Getting information about the speed limit laws in Michigan are important for every driver. Some roadways have posted speed limits while others do not. A driver must know the speed limit no matter what the situation.

Speeding is one of the leading causes of injury and wrongful death in Michigan car accident cases. In 2022, speeding resulted in 26,996 reported traffic crashes and 209 fatalities in Michigan. Speeding was a factor in over 9% of all crashes and 12.4% of fatal crashes. The highest number of excessive speed crashes occurred during snowy road conditions at 7,842 (29.4%), followed by icy road conditions with 7,281 (27.3%).

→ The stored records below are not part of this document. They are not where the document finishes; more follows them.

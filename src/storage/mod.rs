//! Artifact storage
//!
//! Executors upload shard artifacts here; the coordinator's retention sweep
//! deletes them. Objects live under `runs/{run_id}/shard-{index}/{type}/{file}`.

use async_trait::async_trait;
use aws_config::{BehaviorVersion, Region};
use aws_sdk_s3::primitives::ByteStream;
use aws_sdk_s3::Client;
use std::io;
use std::path::{Component, Path, PathBuf};
use std::sync::Arc;
use thiserror::Error;
use tracing::{debug, info};

use crate::config::{StorageBackend, StorageConfig};

/// Artifact storage errors
#[derive(Error, Debug)]
pub enum ArtifactStoreError {
    #[error("Failed to read {path}: {source}")]
    Read { path: String, source: io::Error },

    #[error("Invalid storage key: {0}")]
    InvalidKey(String),

    #[error("Failed to upload {key}: {message}")]
    Upload { key: String, message: String },

    #[error("Failed to delete {key}: {message}")]
    Delete { key: String, message: String },
}

/// Object storage seam
#[async_trait]
pub trait ArtifactStore: Send + Sync {
    fn bucket(&self) -> &str;

    /// Upload the file at `path` under `key`, returning its size in bytes
    async fn put(&self, key: &str, path: &Path, content_type: &str)
        -> Result<u64, ArtifactStoreError>;

    /// Delete `key`; deleting a missing object succeeds
    async fn delete(&self, key: &str) -> Result<(), ArtifactStoreError>;
}

/// Storage key of one artifact file
pub fn artifact_key(run_id: u64, shard_index: u32, kind: &str, file_name: &str) -> String {
    format!("runs/{run_id}/shard-{shard_index}/{kind}/{file_name}")
}

fn check_key(key: &str) -> Result<(), ArtifactStoreError> {
    let valid = !key.is_empty()
        && Path::new(key)
            .components()
            .all(|c| matches!(c, Component::Normal(_)));
    if valid {
        Ok(())
    } else {
        Err(ArtifactStoreError::InvalidKey(key.to_string()))
    }
}

/// S3 or S3-compatible (MinIO) storage
pub struct S3ArtifactStore {
    client: Client,
    bucket: String,
}

impl S3ArtifactStore {
    pub async fn connect(config: &StorageConfig) -> Self {
        let mut loader = aws_config::defaults(BehaviorVersion::latest());
        if let Some(region) = &config.region {
            loader = loader.region(Region::new(region.clone()));
        }
        if let Some(endpoint) = &config.endpoint {
            loader = loader.endpoint_url(endpoint);
        }
        if let (Some(key_id), Some(secret)) = (&config.access_key_id, &config.secret_access_key) {
            loader = loader.credentials_provider(aws_sdk_s3::config::Credentials::new(
                key_id.clone(),
                secret.clone(),
                None,
                None,
                "shardrun",
            ));
        }
        let shared_config = loader.load().await;

        let mut s3_builder = aws_sdk_s3::config::Builder::from(&shared_config);
        if config.force_path_style {
            s3_builder = s3_builder.force_path_style(true);
        }

        Self {
            client: Client::from_conf(s3_builder.build()),
            bucket: config.bucket.clone(),
        }
    }
}

#[async_trait]
impl ArtifactStore for S3ArtifactStore {
    fn bucket(&self) -> &str {
        &self.bucket
    }

    async fn put(
        &self,
        key: &str,
        path: &Path,
        content_type: &str,
    ) -> Result<u64, ArtifactStoreError> {
        check_key(key)?;
        let size = tokio::fs::metadata(path)
            .await
            .map_err(|source| ArtifactStoreError::Read {
                path: path.display().to_string(),
                source,
            })?
            .len();
        let body = ByteStream::from_path(path)
            .await
            .map_err(|err| ArtifactStoreError::Upload {
                key: key.to_string(),
                message: err.to_string(),
            })?;

        self.client
            .put_object()
            .bucket(&self.bucket)
            .key(key)
            .body(body)
            .content_type(content_type)
            .send()
            .await
            .map_err(|err| ArtifactStoreError::Upload {
                key: key.to_string(),
                message: err.to_string(),
            })?;

        debug!("Uploaded s3://{}/{} ({} bytes)", self.bucket, key, size);
        Ok(size)
    }

    async fn delete(&self, key: &str) -> Result<(), ArtifactStoreError> {
        check_key(key)?;
        self.client
            .delete_object()
            .bucket(&self.bucket)
            .key(key)
            .send()
            .await
            .map_err(|err| ArtifactStoreError::Delete {
                key: key.to_string(),
                message: err.to_string(),
            })?;
        Ok(())
    }
}

/// Directory-backed storage; the bucket is a subdirectory of the root
pub struct LocalArtifactStore {
    root: PathBuf,
    bucket: String,
}

impl LocalArtifactStore {
    pub fn new(root: impl Into<PathBuf>, bucket: impl Into<String>) -> Self {
        Self {
            root: root.into(),
            bucket: bucket.into(),
        }
    }

    pub fn object_path(&self, key: &str) -> PathBuf {
        self.root.join(&self.bucket).join(key)
    }
}

#[async_trait]
impl ArtifactStore for LocalArtifactStore {
    fn bucket(&self) -> &str {
        &self.bucket
    }

    async fn put(
        &self,
        key: &str,
        path: &Path,
        _content_type: &str,
    ) -> Result<u64, ArtifactStoreError> {
        check_key(key)?;
        let target = self.object_path(key);
        let upload_err = |err: io::Error| ArtifactStoreError::Upload {
            key: key.to_string(),
            message: err.to_string(),
        };

        if let Some(parent) = target.parent() {
            tokio::fs::create_dir_all(parent).await.map_err(upload_err)?;
        }
        if !tokio::fs::try_exists(path).await.unwrap_or(false) {
            return Err(ArtifactStoreError::Read {
                path: path.display().to_string(),
                source: io::Error::new(io::ErrorKind::NotFound, "no such file"),
            });
        }
        let size = tokio::fs::copy(path, &target).await.map_err(upload_err)?;
        debug!("Stored {} ({} bytes)", target.display(), size);
        Ok(size)
    }

    async fn delete(&self, key: &str) -> Result<(), ArtifactStoreError> {
        check_key(key)?;
        match tokio::fs::remove_file(self.object_path(key)).await {
            Ok(()) => Ok(()),
            Err(e) if e.kind() == io::ErrorKind::NotFound => Ok(()),
            Err(e) => Err(ArtifactStoreError::Delete {
                key: key.to_string(),
                message: e.to_string(),
            }),
        }
    }
}

/// Build the configured artifact store
pub async fn build(config: &StorageConfig) -> Arc<dyn ArtifactStore> {
    match config.backend {
        StorageBackend::S3 => {
            info!(
                "Artifact storage: s3 bucket {} at {}",
                config.bucket,
                config.endpoint.as_deref().unwrap_or("default endpoint")
            );
            Arc::new(S3ArtifactStore::connect(config).await)
        }
        StorageBackend::Local => {
            let root = config.local_path();
            info!("Artifact storage: local directory {}", root.display());
            Arc::new(LocalArtifactStore::new(root, config.bucket.clone()))
        }
    }
}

If you have any questions about Michigan’s speed limit laws, please call our office of experienced and dedicated Michigan car accident lawyers.

What is the Speed Limit Law in Michigan?

Under Michigan law, a driver operating a car or truck on a roadway must travel at a careful and prudent speed not greater than nor less than is reasonable and proper, having due regard to the traffic, surface, and width of the highway and of any other condition existing at the time. In addition, an individual cannot operate a vehicle on a highway at a speed greater than that which will permit a stop within the assured, clear distance ahead. MCL 257.627(1).

School Zone:

The speed limit in a school zone may be decreased by not more than 20 mph less than the speed limit normally posted but shall be not less than 25 miles per hour. A school zone speed is in effect beginning 30 minutes before the first regularly scheduled school session, and for no longer than 30 minutes after school is dismissed. MCL 257.627a(2).

Mobile Home Park:

A person cannot drive faster than 15 mph while driving within the boundaries of a mobile home community. MCL 257.627(2)(a).

Business District:

A motorist cannot drive faster than 25 mph while driving on a highway segment within a business district. This means if you are driving on a roadway in large corporate park, 25 mph is the maximum speed limit. MCL 257.627.

Residential Street:

In general, the speed limit is 25 mph while driving on a residential street or a roadway that is part of a local street system and designated for residential use. This includes resident subdivisions and condominium subdivisions. MCL 257.627(2)(d).

Work Zone:

A vehicle travelling through a work zone, where a normal lane or part of the lane of traffic that has been closed due to highway construction or maintenance must not go faster than 45 mph unless a different speed limit is posted. MCL 257.627(6). Signage may be posted at any work zone to warn drivers of any different in the speed limit. MCL 257.627.

Freeways and Highways:

The maximum speed limit on a freeway is 70 mph, unless otherwise posted. The minimum speed limit on all limited access freeways is 55 mph, unless otherwise posted. MCL 257.627(8). There are certain freeways with at 75 mph speed limit, but only in certain areas.

Trunk Line Highways:

The speed limit in Michigan on all trunk line highways and all county highways is 55 mph unless otherwise posted. This is also known as the “general speed limit.” MCL 257.627(9). These roads typically run through multiple counties and are maintained by the Michigan Department of Transportation. Examples of trunk line highways include:

  • US 131 – Runs north and south thru Kalamazoo, Grand Rapids up to Petoskey
  • US 127 – Roadway connecting Jackson, Lansing, Mt. Pleasant in the middle of Michigan
  • US 10 – Midland area
  • M1 – Woodward Ave in Wayne and Oakland County
  • M3 – Gratiot Ave in Wayne and Macomb County
  • M5 – Grand River Avenue in Wayne and Oakland
  • M10 – Lodge Freeway in Detroit and into Southfield
  • M14 – Runs from the Detroit suburbs out to Ann Arbor
  • M33 – Runs from Arenac County to Cheboygan
  • M37 – Connects Battle Creek, Grand Rapids and Traverse City
  • M46 – Runs from Port Sanilac across the state to Muskegon
  • I696 – Busy freeway that runs from Macomb through Oakland County

Dirt Roads:

The speed limit on all county highways with a gravel or unimproved surface upon which a speed limit is not otherwise fixed is 55 mph. However, in certain counties where the population is more than 1,000,000, the county road commissions can lower the speed to 45 mph. MCL 257.627(10).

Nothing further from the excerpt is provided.